■ Dataset excerpts ■
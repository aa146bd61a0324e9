//! Mock generation client and key selector for session tests.

use async_trait::async_trait;
use pitchcraft_core::{Description, GeneratedImage, Narrative, SocialMediaPosts};
use pitchcraft_error::{ConfigError, GenerationError, GenerationErrorKind, PitchcraftResult};
use pitchcraft_interface::{ApiKeySelector, PitchGenerator, PollPolicy};
use pitchcraft_storage::{InMemoryMediaStore, LocalMedia, MediaMetadata};
use std::collections::VecDeque;
use std::sync::{Arc, Mutex};
use tokio::sync::Notify;

/// Scripted outcome for one call; `Ok(())` means the default success value.
pub type MockOutcome = Result<(), GenerationErrorKind>;

/// Holds a call open until the test releases it.
#[derive(Debug, Default)]
pub struct Gate {
    /// Notified when the call has started
    pub started: Notify,
    /// Notify to let the call finish
    pub release: Notify,
}

#[derive(Debug, Default)]
struct Script {
    calls: usize,
    outcomes: VecDeque<MockOutcome>,
    gate: Option<Arc<Gate>>,
}

impl Script {
    fn next(&mut self) -> (MockOutcome, Option<Arc<Gate>>) {
        self.calls += 1;
        (self.outcomes.pop_front().unwrap_or(Ok(())), self.gate.clone())
    }
}

/// Mock [`PitchGenerator`] with per-operation call counts and scripted failures.
///
/// Successful calls return fixed dog-walker content. Videos are stored in an
/// in-memory store so tests can check releases.
#[derive(Debug, Default)]
pub struct MockPitchGenerator {
    narrative: Mutex<Script>,
    image: Mutex<Script>,
    video: Mutex<Script>,
    social: Mutex<Script>,
    store: Arc<InMemoryMediaStore>,
}

fn fail(kind: GenerationErrorKind) -> pitchcraft_error::PitchcraftError {
    GenerationError::new(kind).into()
}

async fn pass_gate(gate: Option<Arc<Gate>>) {
    if let Some(gate) = gate {
        gate.started.notify_one();
        gate.release.notified().await;
    }
}

impl MockPitchGenerator {
    /// Mock where every call succeeds.
    pub fn new() -> Self {
        Self::default()
    }

    /// Queue an outcome for the next narrative call.
    pub fn push_narrative(&self, outcome: MockOutcome) {
        self.narrative.lock().unwrap().outcomes.push_back(outcome);
    }

    /// Queue an outcome for the next image call.
    pub fn push_image(&self, outcome: MockOutcome) {
        self.image.lock().unwrap().outcomes.push_back(outcome);
    }

    /// Queue an outcome for the next video call.
    pub fn push_video(&self, outcome: MockOutcome) {
        self.video.lock().unwrap().outcomes.push_back(outcome);
    }

    /// Queue an outcome for the next social posts call.
    pub fn push_social(&self, outcome: MockOutcome) {
        self.social.lock().unwrap().outcomes.push_back(outcome);
    }

    /// Hold every image call open on the returned gate.
    pub fn gate_image(&self) -> Arc<Gate> {
        let gate = Arc::new(Gate::default());
        self.image.lock().unwrap().gate = Some(gate.clone());
        gate
    }

    /// Hold every video call open on the returned gate.
    pub fn gate_video(&self) -> Arc<Gate> {
        let gate = Arc::new(Gate::default());
        self.video.lock().unwrap().gate = Some(gate.clone());
        gate
    }

    /// Narrative calls so far.
    pub fn narrative_calls(&self) -> usize {
        self.narrative.lock().unwrap().calls
    }

    /// Image calls so far.
    pub fn image_calls(&self) -> usize {
        self.image.lock().unwrap().calls
    }

    /// Video calls so far.
    pub fn video_calls(&self) -> usize {
        self.video.lock().unwrap().calls
    }

    /// Social posts calls so far.
    pub fn social_calls(&self) -> usize {
        self.social.lock().unwrap().calls
    }

    /// Store backing generated videos.
    pub fn store(&self) -> &Arc<InMemoryMediaStore> {
        &self.store
    }
}

/// The narrative every successful call returns.
pub fn dog_walker_narrative() -> Narrative {
    Narrative {
        hook: "Your dog is waiting by the door again.".into(),
        emotion: "Guilt that turns into relief.".into(),
        conflict: "Back-to-back meetings leave no time for walks.".into(),
        resolution: "A vetted local walker shows up on schedule.".into(),
        cta: "Book your first walk today.".into(),
    }
}

#[async_trait]
impl PitchGenerator for MockPitchGenerator {
    async fn generate_narrative(&self, _description: &Description) -> PitchcraftResult<Narrative> {
        let (outcome, gate) = self.narrative.lock().unwrap().next();
        pass_gate(gate).await;
        outcome.map_err(fail)?;
        Ok(dog_walker_narrative())
    }

    async fn generate_image(
        &self,
        _narrative: &Narrative,
        _description: &Description,
    ) -> PitchcraftResult<GeneratedImage> {
        let (outcome, gate) = self.image.lock().unwrap().next();
        pass_gate(gate).await;
        outcome.map_err(fail)?;
        Ok(GeneratedImage::new("iVBORw0KGgo=", None))
    }

    async fn generate_video(
        &self,
        _narrative: &Narrative,
        _policy: &PollPolicy,
    ) -> PitchcraftResult<LocalMedia> {
        let (outcome, gate) = self.video.lock().unwrap().next();
        pass_gate(gate).await;
        outcome.map_err(fail)?;
        LocalMedia::store(self.store.clone(), b"mp4", &MediaMetadata::video()).await
    }

    async fn generate_social_posts(
        &self,
        _narrative: &Narrative,
        _description: &Description,
    ) -> PitchcraftResult<SocialMediaPosts> {
        let (outcome, gate) = self.social.lock().unwrap().next();
        pass_gate(gate).await;
        outcome.map_err(fail)?;
        Ok(SocialMediaPosts {
            youtube: "Walks, handled.\n\n#dogs".into(),
            instagram: "🐶 Happy dog, happy you\n\n#dogwalker".into(),
            linkedin: "Busy schedules shouldn't cost your dog.\n\n#worklife".into(),
            facebook: "Who else feels guilty at 6pm?\n\n#dogs".into(),
            x: "Walks handled while you work. Book now #dogs".into(),
        })
    }

    fn provider_name(&self) -> &'static str {
        "mock"
    }
}

/// Scripted [`ApiKeySelector`].
#[derive(Debug)]
pub struct MockKeySelector {
    selected: bool,
    fail_check: bool,
    open_calls: Mutex<usize>,
}

impl MockKeySelector {
    /// Selector reporting `selected`.
    pub fn new(selected: bool) -> Self {
        Self {
            selected,
            fail_check: false,
            open_calls: Mutex::new(0),
        }
    }

    /// Selector whose check always errors.
    pub fn failing() -> Self {
        Self {
            selected: false,
            fail_check: true,
            open_calls: Mutex::new(0),
        }
    }

    /// Number of `open_select_key` calls.
    pub fn open_calls(&self) -> usize {
        *self.open_calls.lock().unwrap()
    }
}

#[async_trait]
impl ApiKeySelector for MockKeySelector {
    async fn has_selected_api_key(&self) -> PitchcraftResult<bool> {
        if self.fail_check {
            return Err(ConfigError::new("host has no key selection").into());
        }
        Ok(self.selected)
    }

    async fn open_select_key(&self) -> PitchcraftResult<()> {
        *self.open_calls.lock().unwrap() += 1;
        Ok(())
    }
}
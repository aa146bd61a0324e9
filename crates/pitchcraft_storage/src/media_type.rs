//! Media type classification.

/// Type of media content.
#[derive(
    Debug,
    Clone,
    Copy,
    PartialEq,
    Eq,
    Hash,
    PartialOrd,
    Ord,
    strum::Display,
    strum::EnumString,
    strum::AsRefStr,
)]
#[strum(serialize_all = "lowercase")]
pub enum MediaType {
    /// Image content (PNG, JPEG, WebP, etc.)
    Image,
    /// Video content (MP4, WebM, etc.)
    Video,
}

impl MediaType {
    /// Directory name used by filesystem backends.
    pub fn directory(&self) -> &'static str {
        match self {
            MediaType::Image => "images",
            MediaType::Video => "video",
        }
    }

    /// File extension for the default MIME type of this media.
    pub fn default_extension(&self) -> &'static str {
        match self {
            MediaType::Image => "png",
            MediaType::Video => "mp4",
        }
    }
}

#[cfg(test)]
mod tests {
    use super::*;
    use std::str::FromStr;

    #[test]
    fn parses_lowercase_names() {
        assert_eq!(MediaType::from_str("video").unwrap(), MediaType::Video);
        assert_eq!(MediaType::Image.to_string(), "image");
        assert!(MediaType::from_str("audio").is_err());
    }
}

■ Problem to work on ■
Within the data above, the span starting at the line containing "posts calls so far." and ending at the line containing "impl PitchGenerator for" is to be retyped exactly, with no other lines.

■ Answer to this task ■
    /// Social posts calls so far.
    pub fn social_calls(&self) -> usize {
        self.social.lock().unwrap().calls
    }

    /// Store backing generated videos.
    pub fn store(&self) -> &Arc<InMemoryMediaStore> {
        &self.store
    }
}

/// The narrative every successful call returns.
pub fn dog_walker_narrative() -> Narrative {
    Narrative {
        hook: "Your dog is waiting by the door again.".into(),
        emotion: "Guilt that turns into relief.".into(),
        conflict: "Back-to-back meetings leave no time for walks.".into(),
        resolution: "A vetted local walker shows up on schedule.".into(),
        cta: "Book your first walk today.".into(),
    }
}

#[async_trait]
impl PitchGenerator for MockPitchGenerator {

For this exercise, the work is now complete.